▶ _Exercise_:
The data must be given again in full, with no line altered.

Data section start

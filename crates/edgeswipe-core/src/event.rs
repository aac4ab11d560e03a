#![forbid(unsafe_code)]

//! Normalized touch input.
//!
//! Browser touch events carry a list of active contacts. The recognizer only
//! models a single contact, so [`TouchInput::primary`] picks the first point
//! and the rest are ignored.

/// A touch contact position in client pixels.
#[derive(Debug, Clone, Copy, PartialEq, Default)]
#[cfg_attr(feature = "config", derive(serde::Serialize, serde::Deserialize))]
pub struct TouchPoint {
    pub x: f64,
    pub y: f64,
}

impl TouchPoint {
    /// Create a new point.
    #[must_use]
    pub const fn new(x: f64, y: f64) -> Self {
        Self { x, y }
    }

    /// Displacement from `other` to `self`, as `(self.x - other.x, self.y - other.y)`.
    #[must_use]
    pub fn delta_from(self, other: Self) -> (f64, f64) {
        (self.x - other.x, self.y - other.y)
    }

    /// Whether both coordinates are finite.
    #[must_use]
    pub fn is_finite(self) -> bool {
        self.x.is_finite() && self.y.is_finite()
    }
}

impl From<(f64, f64)> for TouchPoint {
    fn from((x, y): (f64, f64)) -> Self {
        Self { x, y }
    }
}

/// Phase of a touch event.
#[derive(Debug, Clone, Copy, PartialEq, Eq, Hash)]
#[cfg_attr(feature = "config", derive(serde::Serialize, serde::Deserialize))]
#[cfg_attr(feature = "config", serde(rename_all = "snake_case"))]
pub enum TouchPhase {
    Start,
    Move,
    End,
    Cancel,
}

/// One touch event: its phase and the contacts it reports.
///
/// For `End` the list holds the released contacts (`changedTouches`).
#[derive(Debug, Clone, PartialEq)]
#[cfg_attr(feature = "config", derive(serde::Serialize, serde::Deserialize))]
pub struct TouchInput {
    pub phase: TouchPhase,
    #[cfg_attr(feature = "config", serde(default))]
    pub touches: Vec<TouchPoint>,
}

impl TouchInput {
    /// Create a single-contact input.
    #[must_use]
    pub fn single(phase: TouchPhase, x: f64, y: f64) -> Self {
        Self {
            phase,
            touches: vec![TouchPoint::new(x, y)],
        }
    }

    /// The first reported contact, if any.
    #[must_use]
    pub fn primary(&self) -> Option<TouchPoint> {
        self.touches.first().copied()
    }
}

#[cfg(test)]
mod tests {
    use super::*;

    #[test]
    fn delta_from_is_current_minus_origin() {
        let start = TouchPoint::new(100.0, 200.0);
        let now = TouchPoint::new(40.0, 280.0);
        assert_eq!(now.delta_from(start), (-60.0, 80.0));
    }

    #[test]
    fn primary_reads_first_contact_only() {
        let input = TouchInput {
            phase: TouchPhase::Move,
            touches: vec![TouchPoint::new(1.0, 2.0), TouchPoint::new(9.0, 9.0)],
        };
        assert_eq!(input.primary(), Some(TouchPoint::new(1.0, 2.0)));

        let empty = TouchInput {
            phase: TouchPhase::End,
            touches: vec![],
        };
        assert_eq!(empty.primary(), None);
    }

    #[test]
    fn non_finite_points_are_flagged() {
        assert!(TouchPoint::new(0.0, 0.0).is_finite());
        assert!(!TouchPoint::new(f64::NAN, 0.0).is_finite());
        assert!(!TouchPoint::from((0.0, f64::INFINITY)).is_finite());
    }

    #[cfg(feature = "config")]
    #[test]
    fn touch_input_json_shape() {
        let input: TouchInput =
            serde_json::from_str(r#"{"phase":"start","touches":[{"x":5.0,"y":3.5}]}"#)
                .expect("valid touch json");
        assert_eq!(input, TouchInput::single(TouchPhase::Start, 5.0, 3.5));

        let cancel: TouchInput = serde_json::from_str(r#"{"phase":"cancel"}"#).expect("cancel");
        assert!(cancel.touches.is_empty());
    }
}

Data section end

▶ _Response_:
filename crates/edgeswipe-core/src/event.rs
repository aac4ab11d560e03a
#![forbid(unsafe_code)]

//! Normalized touch input.
//!
//! Browser touch events carry a list of active contacts. The recognizer only
//! models a single contact, so [`TouchInput::primary`] picks the first point
//! and the rest are ignored.

/// A touch contact position in client pixels.
#[derive(Debug, Clone, Copy, PartialEq, Default)]
#[cfg_attr(feature = "config", derive(serde::Serialize, serde::Deserialize))]
pub struct TouchPoint {
    pub x: f64,
    pub y: f64,
}

impl TouchPoint {
    /// Create a new point.
    #[must_use]
    pub const fn new(x: f64, y: f64) -> Self {
        Self { x, y }
    }

    /// Displacement from `other` to `self`, as `(self.x - other.x, self.y - other.y)`.
    #[must_use]
    pub fn delta_from(self, other: Self) -> (f64, f64) {
        (self.x - other.x, self.y - other.y)
    }

    /// Whether both coordinates are finite.
    #[must_use]
    pub fn is_finite(self) -> bool {
        self.x.is_finite() && self.y.is_finite()
    }
}

impl From<(f64, f64)> for TouchPoint {
    fn from((x, y): (f64, f64)) -> Self {
        Self { x, y }
    }
}

/// Phase of a touch event.
#[derive(Debug, Clone, Copy, PartialEq, Eq, Hash)]
#[cfg_attr(feature = "config", derive(serde::Serialize, serde::Deserialize))]
#[cfg_attr(feature = "config", serde(rename_all = "snake_case"))]
pub enum TouchPhase {
    Start,
    Move,
    End,
    Cancel,
}

/// One touch event: its phase and the contacts it reports.
///
/// For `End` the list holds the released contacts (`changedTouches`).
#[derive(Debug, Clone, PartialEq)]
#[cfg_attr(feature = "config", derive(serde::Serialize, serde::Deserialize))]
pub struct TouchInput {
    pub phase: TouchPhase,
    #[cfg_attr(feature = "config", serde(default))]
    pub touches: Vec<TouchPoint>,
}

impl TouchInput {
    /// Create a single-contact input.
    #[must_use]
    pub fn single(phase: TouchPhase, x: f64, y: f64) -> Self {
        Self {
            phase,
            touches: vec![TouchPoint::new(x, y)],
        }
    }

    /// The first reported contact, if any.
    #[must_use]
    pub fn primary(&self) -> Option<TouchPoint> {
        self.touches.first().copied()
    }
}

#[cfg(test)]
mod tests {
    use super::*;

    #[test]
    fn delta_from_is_current_minus_origin() {
        let start = TouchPoint::new(100.0, 200.0);
        let now = TouchPoint::new(40.0, 280.0);
        assert_eq!(now.delta_from(start), (-60.0, 80.0));
    }

    #[test]
    fn primary_reads_first_contact_only() {
        let input = TouchInput {
            phase: TouchPhase::Move,
            touches: vec![TouchPoint::new(1.0, 2.0), TouchPoint::new(9.0, 9.0)],
        };
        assert_eq!(input.primary(), Some(TouchPoint::new(1.0, 2.0)));

        let empty = TouchInput {
            phase: TouchPhase::End,
            touches: vec![],
        };
        assert_eq!(empty.primary(), None);
    }

    #[test]
    fn non_finite_points_are_flagged() {
        assert!(TouchPoint::new(0.0, 0.0).is_finite());
        assert!(!TouchPoint::new(f64::NAN, 0.0).is_finite());
        assert!(!TouchPoint::from((0.0, f64::INFINITY)).is_finite());
    }

    #[cfg(feature = "config")]
    #[test]
    fn touch_input_json_shape() {
        let input: TouchInput =
            serde_json::from_str(r#"{"phase":"start","touches":[{"x":5.0,"y":3.5}]}"#)
                .expect("valid touch json");
        assert_eq!(input, TouchInput::single(TouchPhase::Start, 5.0, 3.5));

        let cancel: TouchInput = serde_json::from_str(r#"{"phase":"cancel"}"#).expect("cancel");
        assert!(cancel.touches.is_empty());
    }
}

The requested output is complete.